Re: avro + cassandra + ruby

2010-11-17 Thread Benjamin Black
Full list of client options and defaults:
https://github.com/fauna/thrift_client/blob/master/lib/thrift_client/abstract_thrift_client.rb#L28-43

On Wed, Nov 17, 2010 at 10:13 AM, Benjamin Black  wrote:
> Cassandra.new(keyspace, server, {:protocol =>
> Thrift::BinaryProtocolAccelerated})
>
> On Tue, Nov 16, 2010 at 5:13 PM, Ryan King  wrote:
>> On Tue, Nov 16, 2010 at 10:25 AM, Jonathan Ellis  wrote:
>>> On Tue, Sep 28, 2010 at 6:35 PM, Ryan King  wrote:
 One thing you should try is to make thrift use
 BinaryProtocolAccelerated, rather than the pure-ruby implementation
 (we should change the default).
>>>
>>> Dumb question time: how do you do this?
>>>
>>> $ find . -name "*.rb" |xargs grep -i binaryprotocol
>>>
>>> in the fauna cassandra gem repo turns up no hits.
>>
>> I believe we're relying on the default from thrift_client (which
>> defaults to BinaryProtocol): https://github.com/fauna/thrift_client/
>>
>> -ryan
>>
>


Re: avro + cassandra + ruby

2010-11-17 Thread Benjamin Black
Cassandra.new(keyspace, server, {:protocol =>
Thrift::BinaryProtocolAccelerated})

On Tue, Nov 16, 2010 at 5:13 PM, Ryan King  wrote:
> On Tue, Nov 16, 2010 at 10:25 AM, Jonathan Ellis  wrote:
>> On Tue, Sep 28, 2010 at 6:35 PM, Ryan King  wrote:
>>> One thing you should try is to make thrift use
>>> BinaryProtocolAccelerated, rather than the pure-ruby implementation
>>> (we should change the default).
>>
>> Dumb question time: how do you do this?
>>
>> $ find . -name "*.rb" |xargs grep -i binaryprotocol
>>
>> in the fauna cassandra gem repo turns up no hits.
>
> I believe we're relying on the default from thrift_client (which
> defaults to BinaryProtocol): https://github.com/fauna/thrift_client/
>
> -ryan
>


Re: avro + cassandra + ruby

2010-11-16 Thread Ryan King
On Tue, Nov 16, 2010 at 10:25 AM, Jonathan Ellis  wrote:
> On Tue, Sep 28, 2010 at 6:35 PM, Ryan King  wrote:
>> One thing you should try is to make thrift use
>> BinaryProtocolAccelerated, rather than the pure-ruby implementation
>> (we should change the default).
>
> Dumb question time: how do you do this?
>
> $ find . -name "*.rb" |xargs grep -i binaryprotocol
>
> in the fauna cassandra gem repo turns up no hits.

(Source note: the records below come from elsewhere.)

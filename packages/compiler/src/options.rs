use serde::{Deserialize, Serialize};
use std::time::Duration;

/// Whether identical expression text compiles to one shared unit
#[derive(Debug, Clone, Copy, Default, PartialEq, Eq, Serialize, Deserialize)]
#[serde(rename_all = "camelCase")]
pub enum UnitSharing {
    /// One unit per distinct `(kind, source)` pair
    #[default]
    Dedupe,
    /// One unit per occurrence in the template
    PerSite,
}

/// Options for view compilation
#[derive(Debug, Clone, PartialEq, Serialize, Deserialize)]
#[serde(rename_all = "camelCase")]
pub struct CompileOptions {
    /// Libraries handed to the expression compiler alongside the program
    #[serde(default = "default_references")]
    pub references: Vec<String>,

    #[serde(default)]
    pub unit_sharing: UnitSharing,

    /// Upper bound for one walk + batch compile
    #[serde(default = "default_compile_timeout_ms")]
    pub compile_timeout_ms: u64,

    /// Suffix appended to partial names that have none
    #[serde(default = "default_template_extension")]
    pub template_extension: String,
}

fn default_references() -> Vec<String> {
    vec!["core".to_string()]
}

fn default_compile_timeout_ms() -> u64 {
    30_000
}

fn default_template_extension() -> String {
    "haml".to_string()
}

impl CompileOptions {
    pub fn compile_timeout(&self) -> Duration {
        Duration::from_millis(self.compile_timeout_ms)
    }
}

impl Default for CompileOptions {
    fn default() -> Self {
        Self {
            references: default_references(),
            unit_sharing: UnitSharing::default(),
            compile_timeout_ms: default_compile_timeout_ms(),
            template_extension: default_template_extension(),
        }
    }
}

#[cfg(test)]
mod tests {
    use super::*;

    #[test]
    fn test_parse_options() {
        let json = r#"{
            "references": ["core", "extra"],
            "unitSharing": "perSite",
            "compileTimeoutMs": 500
        }"#;

        let options: CompileOptions = serde_json::from_str(json).unwrap();
        assert_eq!(options.references, vec!["core", "extra"]);
        assert_eq!(options.unit_sharing, UnitSharing::PerSite);
        assert_eq!(options.compile_timeout(), Duration::from_millis(500));
        assert_eq!(options.template_extension, "haml");
    }

    #[test]
    fn test_default_options() {
        let options: CompileOptions = serde_json::from_str("{}").unwrap();
        assert_eq!(options, CompileOptions::default());
        assert_eq!(options.references, vec!["core"]);
        assert_eq!(options.unit_sharing, UnitSharing::Dedupe);
    }
}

I believe we're relying on the default from thrift_client (which
defaults to BinaryProtocol): https://github.com/fauna/thrift_client/

-ryan


Re: avro + cassandra + ruby

2010-11-16 Thread Jonathan Ellis
On Tue, Sep 28, 2010 at 6:35 PM, Ryan King  wrote:
> One thing you should try is to make thrift use
> BinaryProtocolAccelerated, rather than the pure-ruby implementation
> (we should change the default).

Dumb question time: how do you do this?

$ find . -name "*.rb" |xargs grep -i binaryprotocol

in the fauna cassandra gem repo turns up no hits.

-- 
Jonathan Ellis
Project Chair, Apache Cassandra
co-founder of Riptano, the source for professional Cassandra support
http://riptano.com


Re: avro + cassandra + ruby

2010-09-30 Thread Ryan King
On Thu, Sep 30, 2010 at 1:08 PM, Gabor Torok
 wrote:
> I added a comment to an existing issue:
> https://issues.apache.org/jira/browse/AVRO-537

Cool. I'll work with Jeff (who sits about 10 feet from me) to get this fixed. :)

-ryan


RE: avro + cassandra + ruby

2010-09-30 Thread Gabor Torok
I added a comment to an existing issue:
https://issues.apache.org/jira/browse/AVRO-537

Thanks,
--Gabor


RE: avro + cassandra + ruby

2010-09-30 Thread Stu Hood
Coool. Would you mind opening an Avro issue for that, or should I?

-Original Message-
From: "Gabor Torok" 
Sent: Thursday, September 30, 2010 2:36pm
To: "user@cassandra.apache.org" 
Subject: RE: avro + cassandra + ruby

The ruby code creates a new http connection for each call to transceive. Here 
is what I changed to make it work:

gabor$ diff /usr/local/lib/ruby/gems/1.8/gems/avro-1.4.0/lib/avro/ipc.rb 
~/avro-trunk/lang/ruby/lib/avro/ipc.rb 
518d517
<   require "net/http"
525d523
<   @conn = Net::HTTP.start host, port
531c529,531
<   resp = @conn.post('/', writer.to_s, {'Content-Type' => 'avro/binary'})
---
>   resp = Net::HTTP.start(host, port) do |http|
> http.post('/', writer.to_s, {'Content-Type' => 'avro/binary'})
>   end

Thanks,
--Gabor




Re: avro + cassandra + ruby

2010-09-30 Thread Aaron Morton
If you turn logging up to DEBUG do you see any lines such as this when running your script.DEBUG [pool-1-thread-22] 2010-10-01 08:22:12,723 ClientState.java (line 107) logged out: #And out of interest, if you send two multiget_slice calls, do they both log from the same thread? e.g. DEBUG [pool-1-thread-26] 2010-10-01 08:37:08,832 CassandraServer.java (line 264) multiget_sliceDEBUG [pool-1-thread-26] 2010-10-01 08:37:14,825 CassandraServer.java (line 264) multiget_sliceShows they both ran on the same thread / connection. AaronOn 01 Oct, 2010,at 07:18 AM, Gabor Torok  wrote:I ran the python code like Gary suggested and it succeeded. (As an aside, it would be nice if I could run the python code for avro without having thrift installed.)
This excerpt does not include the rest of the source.